Use Case 3: RAG Pipeline with Embeddings and Reranking

Retrieval-Augmented Generation (RAG) is the dominant pattern for grounding LLMs in your own data. Regolo provides both embedding and reranking models out of the box, so you can build a complete pipeline with a single provider.

import regolo
import numpy as np

regolo.default_key = os.getenv("REGOLO_API_KEY")
regolo.default_chat_model = "Llama-3.3-70B-Instruct"
regolo.default_embedder_model = "gte-Qwen2"
regolo.default_reranker_model = "jina-reranker-v2"

# --- Step 1: Index your documents ---
knowledge_base = [
    "Regolo.ai uses NVIDIA H100 and A100 GPUs for inference.",
    "All data processed by Regolo stays in Italy and is never retained.",
    "Regolo supports Llama, DeepSeek, Qwen, Phi and Maestrale models.",
    "Regolo's pricing is pay-as-you-go with no monthly minimums.",
    "The Regolo Python client is OpenAI-compatible.",
]

emb_client = regolo.RegoloClient()
doc_embeddings = emb_client.embeddings(input_text=knowledge_base)

def cosine_similarity(a, b):
    return np.dot(a, b) / (np.linalg.norm(a) * np.linalg.norm(b))

# --- Step 2: Retrieve top-k candidates ---
def retrieve(query: str, top_k: int = 3) -> list[str]:
    query_emb = emb_client.embeddings(input_text=query)[0]["embedding"]
    
    scores = [
        cosine_similarity(query_emb, doc["embedding"])
        for doc in doc_embeddings
    ]
    top_indices = np.argsort(scores)[-top_k:][::-1]
    return [knowledge_base[i] for i in top_indices]

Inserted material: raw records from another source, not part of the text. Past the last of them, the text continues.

//! Building snapshots: the node graph plus the POI catalog.
//!
//! A `Building` is what the data layer hands to the planner: a validated
//! [`NodeSet`] and the destinations that can be requested against it.
//! This module also provides a fluent builder and a small built-in
//! demonstration building.

use std::collections::HashMap;

use crate::domain::{
    Accessibility, InvalidId, NavigationNode, NodeId, NodeType, PoiCategory, PoiId,
    PointOfInterest, Vector3,
};
use crate::graph::{GraphError, NodeSet};

/// Error building a snapshot.
#[derive(Debug, Clone, PartialEq, Eq, thiserror::Error)]
pub enum BuildingError {
    /// An identifier failed validation
    #[error("invalid identifier {id:?}: {source}")]
    InvalidId { id: String, source: InvalidId },

    /// A link or attribute refers to a node that was never declared
    #[error("unknown node: {0}")]
    UnknownNode(String),

    /// Two POIs share an identifier
    #[error("duplicate point of interest: {0}")]
    DuplicatePoi(PoiId),

    /// The node graph is inconsistent
    #[error(transparent)]
    Graph(#[from] GraphError),
}

/// An immutable building snapshot.
#[derive(Debug, Clone)]
pub struct Building {
    name: String,
    nodes: NodeSet,
    pois: Vec<PointOfInterest>,
    poi_index: HashMap<PoiId, usize>,
}

impl Building {
    /// Creates a building from parts, checking POI identifiers are unique.
    pub fn new(
        name: impl Into<String>,
        nodes: NodeSet,
        pois: Vec<PointOfInterest>,
    ) -> Result<Self, BuildingError> {
        let mut poi_index = HashMap::with_capacity(pois.len());
        for (i, poi) in pois.iter().enumerate() {
            if poi_index.insert(poi.id.clone(), i).is_some() {
                return Err(BuildingError::DuplicatePoi(poi.id.clone()));
            }
        }
        Ok(Self {
            name: name.into(),
            nodes,
            pois,
            poi_index,
        })
    }

    pub fn name(&self) -> &str {
        &self.name
    }

    pub fn nodes(&self) -> &NodeSet {
        &self.nodes
    }

    /// POIs in catalog order.
    pub fn pois(&self) -> &[PointOfInterest] {
        &self.pois
    }

    /// Looks up a POI by identifier.
    pub fn poi(&self, id: &PoiId) -> Option<&PointOfInterest> {
        self.poi_index.get(id).map(|&i| &self.pois[i])
    }

    /// POIs on a given floor.
    pub fn pois_on_floor(&self, floor: i32) -> impl Iterator<Item = &PointOfInterest> {
        self.pois.iter().filter(move |p| p.floor == floor)
    }
}

/// A node being assembled by [`BuildingBuilder`].
#[derive(Debug)]
struct NodeDraft {
    id: NodeId,
    position: Vector3,
    node_type: NodeType,
    floor: i32,
    accessibility: Accessibility,
    links: Vec<NodeId>,
}

/// Builder for building snapshots.
///
/// Provides a fluent API for declaring nodes, links and POIs. The first
/// problem encountered is remembered and reported by [`BuildingBuilder::build`].
#[derive(Debug, Default)]
pub struct BuildingBuilder {
    name: String,
    drafts: Vec<NodeDraft>,
    draft_index: HashMap<NodeId, usize>,
    pois: Vec<PointOfInterest>,
    error: Option<BuildingError>,
}

impl BuildingBuilder {
    /// Create a new builder.
    pub fn new(name: impl Into<String>) -> Self {
        Self {
            name: name.into(),
            ..Self::default()
        }
    }

    fn fail(&mut self, error: BuildingError) {
        if self.error.is_none() {
            self.error = Some(error);
        }
    }

    fn parse_node_id(&mut self, id: &str) -> Option<NodeId> {
        match NodeId::parse(id) {
            Ok(id) => Some(id),
            Err(source) => {
                self.fail(BuildingError::InvalidId {
                    id: id.to_string(),
                    source,
                });
                None
            }
        }
    }

    fn draft_mut(&mut self, id: &str) -> Option<&mut NodeDraft> {
        let index = NodeId::parse(id)
            .ok()
            .and_then(|id| self.draft_index.get(&id).copied());
        match index {
            Some(i) => Some(&mut self.drafts[i]),
            None => {
                self.fail(BuildingError::UnknownNode(id.to_string()));
                None
            }
        }
    }

    /// Declare a fully accessible node.
    pub fn node(mut self, id: &str, position: Vector3, node_type: NodeType, floor: i32) -> Self {
        if let Some(node_id) = self.parse_node_id(id) {
            if self.draft_index.contains_key(&node_id) {
                self.fail(BuildingError::Graph(GraphError::DuplicateNode(node_id)));
                return self;
            }
            self.draft_index.insert(node_id.clone(), self.drafts.len());
            self.drafts.push(NodeDraft {
                id: node_id,
                position,
                node_type,
                floor,
                accessibility: Accessibility::full(),
                links: Vec::new(),
            });
        }
        self
    }

    /// Connect two declared nodes in both directions.
    pub fn link(self, a: &str, b: &str) -> Self {
        self.one_way(a, b).one_way(b, a)
    }

    /// Connect `from` to `to` only.
    pub fn one_way(mut self, from: &str, to: &str) -> Self {
        let Some(to_id) = self.parse_node_id(to) else {
            return self;
        };
        if !self.draft_index.contains_key(&to_id) {
            self.fail(BuildingError::UnknownNode(to.to_string()));
            return self;
        }
        if let Some(draft) = self.draft_mut(from) {
            if !draft.links.contains(&to_id) {
                draft.links.push(to_id);
            }
        }
        self
    }

    /// Override a declared node's accessibility.
    pub fn accessibility(mut self, id: &str, accessibility: Accessibility) -> Self {
        if let Some(draft) = self.draft_mut(id) {
            draft.accessibility = accessibility;
        }
        self
    }

    /// Add a point of interest.
    pub fn poi(
        mut self,
        id: &str,
        name: &str,
        category: PoiCategory,
        floor: i32,
        position: Vector3,
        description: &str,
    ) -> Self {
        match PoiId::parse(id) {
            Ok(poi_id) => self.pois.push(
                PointOfInterest::new(poi_id, name, category, floor, position)
                    .with_description(description),
            ),
            Err(source) => self.fail(BuildingError::InvalidId {
                id: id.to_string(),
                source,
            }),
        }
        self
    }

    /// Build the snapshot.
    pub fn build(self) -> Result<Building, BuildingError> {
        if let Some(error) = self.error {
            return Err(error);
        }

        let nodes = self
            .drafts
            .into_iter()
            .map(|d| {
                NavigationNode::new(d.id, d.position, d.node_type, d.floor)
                    .with_accessibility(d.accessibility)
                    .connect_all(d.links)
            })
            .collect();

        Building::new(self.name, NodeSet::new(nodes)?, self.pois)
    }
}

/// Height of one storey in meters.
const STOREY_HEIGHT: f64 = 4.0;

fn on_floor(x: f64, floor: i32, z: f64) -> Vector3 {
    Vector3::new(x, floor as f64 * STOREY_HEIGHT, z)
}

/// A small two-storey demonstration building.
///
/// Vertical links are one-way so that each stairway or elevator node is the
/// arrival point on the floor being moved to: going up you arrive at the
/// upper landing, going down at the lower one.
pub fn demo_building() -> Result<Building, BuildingError> {
    BuildingBuilder::new("Demo Building")
        // Ground floor
        .node("g-entrance", on_floor(0.0, 0, 0.0), NodeType::Entrance, 0)
        .node("g-hall", on_floor(10.0, 0, 0.0), NodeType::Corridor, 0)
        .node("g-junction", on_floor(20.0, 0, 0.0), NodeType::Junction, 0)
        .node("g-cafe", on_floor(20.0, 0, 8.0), NodeType::Destination, 0)
        .node("g-stairs", on_floor(25.0, 0, 0.0), NodeType::Stairway, 0)
        .node("g-lift", on_floor(20.0, 0, -6.0), NodeType::Elevator, 0)
        .node("g-fire-exit", on_floor(30.0, 0, 0.0), NodeType::Emergency, 0)
        // First floor
        .node("f1-stairs", on_floor(25.0, 1, 0.0), NodeType::Stairway, 1)
        .node("f1-lift", on_floor(20.0, 1, -6.0), NodeType::Elevator, 1)
        .node("f1-junction", on_floor(20.0, 1, 0.0), NodeType::Junction, 1)
        .node("f1-office", on_floor(10.0, 1, 0.0), NodeType::Destination, 1)
        .node("f1-restroom", on_floor(20.0, 1, 8.0), NodeType::Destination, 1)
        // Level links
        .link("g-entrance", "g-hall")
        .link("g-hall", "g-junction")
        .link("g-junction", "g-cafe")
        .link("g-junction", "g-fire-exit")
        .link("f1-junction", "f1-office")
        .link("f1-junction", "f1-restroom")
        // Going up
        .one_way("g-junction", "f1-stairs")
        .one_way("f1-stairs", "f1-junction")
        .one_way("g-junction", "f1-lift")
        .one_way("f1-lift", "f1-junction")
        // Going down
        .one_way("f1-junction", "g-stairs")
        .one_way("g-stairs", "g-junction")
        .one_way("f1-junction", "g-lift")
        .one_way("g-lift", "g-junction")
        .accessibility("g-stairs", Accessibility::no_wheelchair())
        .accessibility("f1-stairs", Accessibility::no_wheelchair())
        .poi(
            "cafe",
            "Cafe",
            PoiCategory::Dining,
            0,
            on_floor(20.0, 0, 8.0),
            "Coffee and light lunches",
        )
        .poi(
            "fire-exit",
            "Fire exit",
            PoiCategory::Exit,
            0,
            on_floor(30.0, 0, 0.0),
            "East emergency exit",
        )
        .poi(
            "office",
            "Main office",
            PoiCategory::Office,
            1,
            on_floor(10.0, 1, 0.0),
            "Reception and enquiries",
        )
        .poi(
            "restroom",
            "Restrooms",
            PoiCategory::Restroom,
            1,
            on_floor(20.0, 1, 8.0),
            "Accessible restrooms",
        )
        .build()
}

#[cfg(test)]
mod tests {
    use super::*;
    use crate::domain::InstructionType;
    use crate::planner::{NavigationPreferences, compute_route};

    fn poi_id(s: &str) -> PoiId {
        PoiId::parse(s).unwrap()
    }

    #[test]
    fn builder_links_both_ways() {
        let building = BuildingBuilder::new("B")
            .node("a", Vector3::ZERO, NodeType::Corridor, 0)
            .node("b", Vector3::new(1.0, 0.0, 0.0), NodeType::Corridor, 0)
            .link("a", "b")
            .build()
            .unwrap();

        let a = building.nodes().get(&NodeId::parse("a").unwrap()).unwrap();
        let b = building.nodes().get(&NodeId::parse("b").unwrap()).unwrap();
        assert_eq!(a.connections().len(), 1);
        assert_eq!(b.connections().len(), 1);
    }

    #[test]
    fn builder_one_way() {
        let building = BuildingBuilder::new("B")
            .node("a", Vector3::ZERO, NodeType::Corridor, 0)
            .node("b", Vector3::new(1.0, 0.0, 0.0), NodeType::Corridor, 0)
            .one_way("a", "b")
            .build()
            .unwrap();

        let b = building.nodes().get(&NodeId::parse("b").unwrap()).unwrap();
        assert!(b.connections().is_empty());
    }

    #[test]
    fn builder_reports_unknown_node() {
        let result = BuildingBuilder::new("B")
            .node("a", Vector3::ZERO, NodeType::Corridor, 0)
            .link("a", "nowhere")
            .build();

        assert_eq!(
            result.unwrap_err(),
            BuildingError::UnknownNode("nowhere".to_string())
        );
    }

    #[test]
    fn builder_reports_first_error_only() {
        let result = BuildingBuilder::new("B")
            .node("bad id", Vector3::ZERO, NodeType::Corridor, 0)
            .accessibility("missing", Accessibility::none())
            .build();

        assert!(matches!(result, Err(BuildingError::InvalidId { .. })));
    }

    #[test]
    fn builder_rejects_duplicate_node() {
        let result = BuildingBuilder::new("B")
            .node("a", Vector3::ZERO, NodeType::Corridor, 0)
            .node("a", Vector3::ZERO, NodeType::Junction, 0)
            .build();

        assert!(matches!(
            result,
            Err(BuildingError::Graph(GraphError::DuplicateNode(_)))
        ));
    }

    #[test]
    fn duplicate_poi_rejected() {
        let result = BuildingBuilder::new("B")
            .poi("x", "X", PoiCategory::Other, 0, Vector3::ZERO, "")
            .poi("x", "Y", PoiCategory::Other, 0, Vector3::ZERO, "")
            .build();

        assert_eq!(result.unwrap_err(), BuildingError::DuplicatePoi(poi_id("x")));
    }

    #[test]
    fn demo_building_is_valid() {
        let building = demo_building().unwrap();

        assert_eq!(building.name(), "Demo Building");
        assert_eq!(building.nodes().len(), 12);
        assert_eq!(building.pois().len(), 4);
        assert_eq!(
            building.poi(&poi_id("office")).map(|p| p.floor),
            Some(1)
        );
        assert!(building.poi(&poi_id("gym")).is_none());
        assert_eq!(building.pois_on_floor(1).count(), 2);
    }

    #[test]
    fn demo_route_upstairs_by_default() {
        let building = demo_building().unwrap();
        let office = building.poi(&poi_id("office")).unwrap();

        let route = compute_route(
            Vector3::ZERO,
            office,
            building.nodes(),
            &NavigationPreferences::default(),
        )
        .unwrap()
        .unwrap();

        assert_eq!(route.end().id().as_str(), "f1-office");
        assert!(
            route
                .instructions()
                .iter()
                .any(|i| i.instruction_type == InstructionType::Upstairs)
        );
    }

    #[test]
    fn demo_route_uses_lift_for_wheelchair() {
        let building = demo_building().unwrap();
        let office = building.poi(&poi_id("office")).unwrap();

        let route = compute_route(
            Vector3::ZERO,
            office,
            building.nodes(),
            &NavigationPreferences::wheelchair(),
        )
        .unwrap()
        .unwrap();

        let types: Vec<InstructionType> =
            route.instructions().iter().map(|i| i.instruction_type).collect();
        assert!(types.contains(&InstructionType::Elevator));
        assert!(!types.contains(&InstructionType::Upstairs));
        assert!(route.nodes().iter().all(|n| n.is_wheelchair_accessible()));
    }

    #[test]
    fn demo_route_back_down() {
        let building = demo_building().unwrap();
        let cafe = building.poi(&poi_id("cafe")).unwrap();

        let route = compute_route(
            on_floor(10.0, 1, 0.0),
            cafe,
            building.nodes(),
            &NavigationPreferences::default(),
        )
        .unwrap()
        .unwrap();

        assert_eq!(route.start().id().as_str(), "f1-office");
        assert_eq!(route.end().id().as_str(), "g-cafe");
        assert!(
            route
                .instructions()
                .iter()
                .any(|i| i.instruction_type == InstructionType::Downstairs)
        );
    }
}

# --- Step 3: Rerank for precision ---
def rerank_and_answer(query: str) -> str:
    candidates = retrieve(query, top_k=3)
    
    rerank_client = regolo.RegoloClient()
    ranked = rerank_client.rerank(
        query=query,
        documents=candidates,
        top_n=2
    )
    
    context = "\n".join([candidates[r["index"]] for r in ranked])
    
    chat_client = regolo.RegoloClient()
    _, answer = chat_client.run_chat(
        user_prompt=f"""Answer the question using only the context below.
        
Context:
{context}

Question: {query}

Answer concisely."""
    )
    return answer

# Test the pipeline
print(rerank_and_answer("What GPU hardware does Regolo use?"))
print(rerank_and_answer("How is data handled on Regolo?"))Code language: PHP (php)

Use Case 4: Structured Output for Data Extraction

One of the most reliable LLM patterns is information extraction — parsing unstructured text into typed, usable data. With a well-crafted prompt and JSON output parsing, this becomes extremely dependable.

import regolo
import json

regolo.default_key = os.getenv("REGOLO_API_KEY")
regolo.default_chat_model = "Llama-3.3-70B-Instruct"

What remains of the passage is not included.